Our results provided stable phylogenetic relationships among species of Oenantheae except the Oenanthe I clade. Molecular data with sufficient non-coding sequences appear to be effective in resolving interspecific relationships within the Oenanthe I clade (Fig. 5a–c). However, some additional data may need to be adopted into the study to clarify the relationships between species within the Oenanthe I clade.
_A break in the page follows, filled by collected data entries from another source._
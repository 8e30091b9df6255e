//! Scalar kinds and cardinality shared by every layer.

use std::fmt;
use std::str::FromStr;

use serde::{Deserialize, Serialize};

use crate::error::Error;

/// Scalar kind of a schema field.
///
/// Spelled the way the schema language spells it (`String`, `DateTime`, ...).
#[derive(Clone, Copy, Debug, PartialEq, Eq, Hash, PartialOrd, Ord, Serialize, Deserialize)]
pub enum ScalarKind {
    /// UTF-8 text.
    String,
    /// 32-bit integer.
    Int,
    /// Double precision float.
    Float,
    /// True or false.
    Boolean,
    /// Timestamp with timezone.
    DateTime,
    /// Raw bytes.
    Bytes,
    /// Arbitrary precision decimal.
    Decimal,
    /// 64-bit integer.
    BigInt,
    /// Opaque JSON document.
    Json,
}

impl ScalarKind {
    /// Every scalar kind, in declaration order.
    pub const ALL: [ScalarKind; 9] = [
        Self::String,
        Self::Int,
        Self::Float,
        Self::Boolean,
        Self::DateTime,
        Self::Bytes,
        Self::Decimal,
        Self::BigInt,
        Self::Json,
    ];

    /// Returns the schema spelling of this kind.
    #[must_use]
    pub const fn as_str(self) -> &'static str {
        match self {
            Self::String => "String",
            Self::Int => "Int",
            Self::Float => "Float",
            Self::Boolean => "Boolean",
            Self::DateTime => "DateTime",
            Self::Bytes => "Bytes",
            Self::Decimal => "Decimal",
            Self::BigInt => "BigInt",
            Self::Json => "Json",
        }
    }

    /// Returns the prefix used when naming filter and update declarations.
    ///
    /// Identical to the schema spelling except `Boolean`, which is `Bool`.
    #[must_use]
    pub const fn base_name(self) -> &'static str {
        match self {
            Self::Boolean => "Bool",
            other => other.as_str(),
        }
    }

    /// Returns true for kinds that support arithmetic update operators.
    #[must_use]
    pub const fn is_numeric(self) -> bool {
        matches!(self, Self::Int | Self::Float | Self::Decimal | Self::BigInt)
    }

    /// Returns true for kinds with a natural ordering (`lt`, `gt`, ...).
    #[must_use]
    pub const fn is_ordered(self) -> bool {
        self.is_numeric() || matches!(self, Self::String | Self::DateTime)
    }
}

impl fmt::Display for ScalarKind {
    fn fmt(&self, f: &mut fmt::Formatter<'_>) -> fmt::Result {
        f.write_str(self.as_str())
    }
}

impl FromStr for ScalarKind {
    type Err = Error;

    fn from_str(s: &str) -> Result<Self, Self::Err> {
        Self::ALL
            .into_iter()
            .find(|kind| kind.as_str() == s)
            .ok_or_else(|| Error::parse(format!("unknown scalar kind: {s}")))
    }
}

/// Whether a field holds one value or an ordered sequence of values.
#[derive(
    Clone, Copy, Debug, Default, PartialEq, Eq, Hash, PartialOrd, Ord, Serialize, Deserialize,
)]
#[serde(rename_all = "lowercase")]
pub enum Cardinality {
    /// Exactly one value.
    #[default]
    Single,
    /// An ordered sequence of values.
    List,
}

impl Cardinality {
    /// Both cardinalities.
    pub const ALL: [Cardinality; 2] = [Self::Single, Self::List];

    /// Returns true for [`Cardinality::List`].
    #[must_use]
    pub const fn is_list(self) -> bool {
        matches!(self, Self::List)
    }
}

impl fmt::Display for Cardinality {
    fn fmt(&self, f: &mut fmt::Formatter<'_>) -> fmt::Result {
        match self {
            Self::Single => write!(f, "single"),
            Self::List => write!(f, "list"),
        }
    }
}
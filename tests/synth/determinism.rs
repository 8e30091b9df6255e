//! Reproducibility of synthesized records.

use proptest::prelude::*;
use typeforge_foundation::ScalarKind;
use typeforge_schema::{FieldDescriptor, InputKind, InputTypeDescriptor, SchemaModel, SchemaRegistry};
use typeforge_synth::{Generator, GeneratorConfig};

use crate::fixtures::{generator, user};

#[test]
fn resolving_twice_is_byte_identical() {
    let generator = generator();
    let descriptor = InputTypeDescriptor::for_model(&user(), InputKind::Where);
    let first = generator.synthesize(&descriptor).unwrap();
    let second = generator.synthesize(&descriptor).unwrap();
    assert_eq!(first, second);
    assert_eq!(first.to_json().unwrap(), second.to_json().unwrap());
}

#[test]
fn repeated_closed_runs_agree() {
    let generator = generator();
    let a = generator.run_closed(generator.model_descriptors(), 1);
    let b = generator.run_closed(generator.model_descriptors(), 4);
    assert_eq!(a, b);
}

fn field_strategy() -> impl Strategy<Value = (ScalarKind, bool, bool)> {
    (
        prop::sample::select(ScalarKind::ALL.to_vec()),
        any::<bool>(),
        any::<bool>(),
    )
}

fn model_from(fields: &[(ScalarKind, bool, bool)]) -> SchemaModel {
    fields
        .iter()
        .enumerate()
        .fold(SchemaModel::new("Item"), |model, (i, &(kind, nullable, list))| {
            let mut field = FieldDescriptor::scalar(format!("f{i}"), kind);
            if nullable {
                field = field.nullable();
            }
            if list {
                field = field.list();
            }
            model.with_field(field)
        })
}

proptest! {
    #[test]
    fn records_are_deterministic(
        fields in prop::collection::vec(field_strategy(), 0..12),
        kind in prop::sample::select(InputKind::ALL[..6].to_vec()),
    ) {
        let model = model_from(&fields);
        let generator = Generator::new(
            SchemaRegistry::new().with_model(model.clone()),
            GeneratorConfig::atomic(),
        );
        let descriptor = InputTypeDescriptor::for_model(&model, kind);
        let first = generator.synthesize(&descriptor).unwrap();
        let second = generator.synthesize(&descriptor).unwrap();
        prop_assert_eq!(&first, &second);
        prop_assert_eq!(first.properties.len(), fields.len() + if kind == InputKind::Where { 3 } else { 0 });
    }

    #[test]
    fn imports_are_first_references(
        fields in prop::collection::vec(field_strategy(), 0..12),
        kind in prop::sample::select(InputKind::ALL[..6].to_vec()),
    ) {
        let model = model_from(&fields);
        let generator = Generator::new(
            SchemaRegistry::new().with_model(model.clone()),
            GeneratorConfig::default(),
        );
        let record = generator
            .synthesize(&InputTypeDescriptor::for_model(&model, kind))
            .unwrap();

        let mut expected = vec!["Field".to_string(), "InputType".to_string()];
        for symbol in record.referenced_symbols() {
            if symbol.name != record.name && !expected.contains(&symbol.name) {
                expected.push(symbol.name.clone());
            }
        }
        let actual: Vec<String> = record.imports.iter().map(|e| e.symbol.clone()).collect();
        prop_assert_eq!(actual, expected);
    }
}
At present, many molecular data have been proposed to resolve generic-level phylogenies, such as single-copy nuclear genes (SCG), low-copies nuclear genes, and SNPs extracted from transcriptome or genome [7882]. Despite the discordance between nuclear-based and plastid-based phylogenetic trees, sufficiently stable topologies can support a more comprehensive interpretation of taxa evolution [6, 8385]. The previous phylogenetic analyses of the tribe Oenantheae rarely involved taxa distributed in China [11, 12, 14]. Our research contributes in part to the replenishment of Oenantheae’s global resources.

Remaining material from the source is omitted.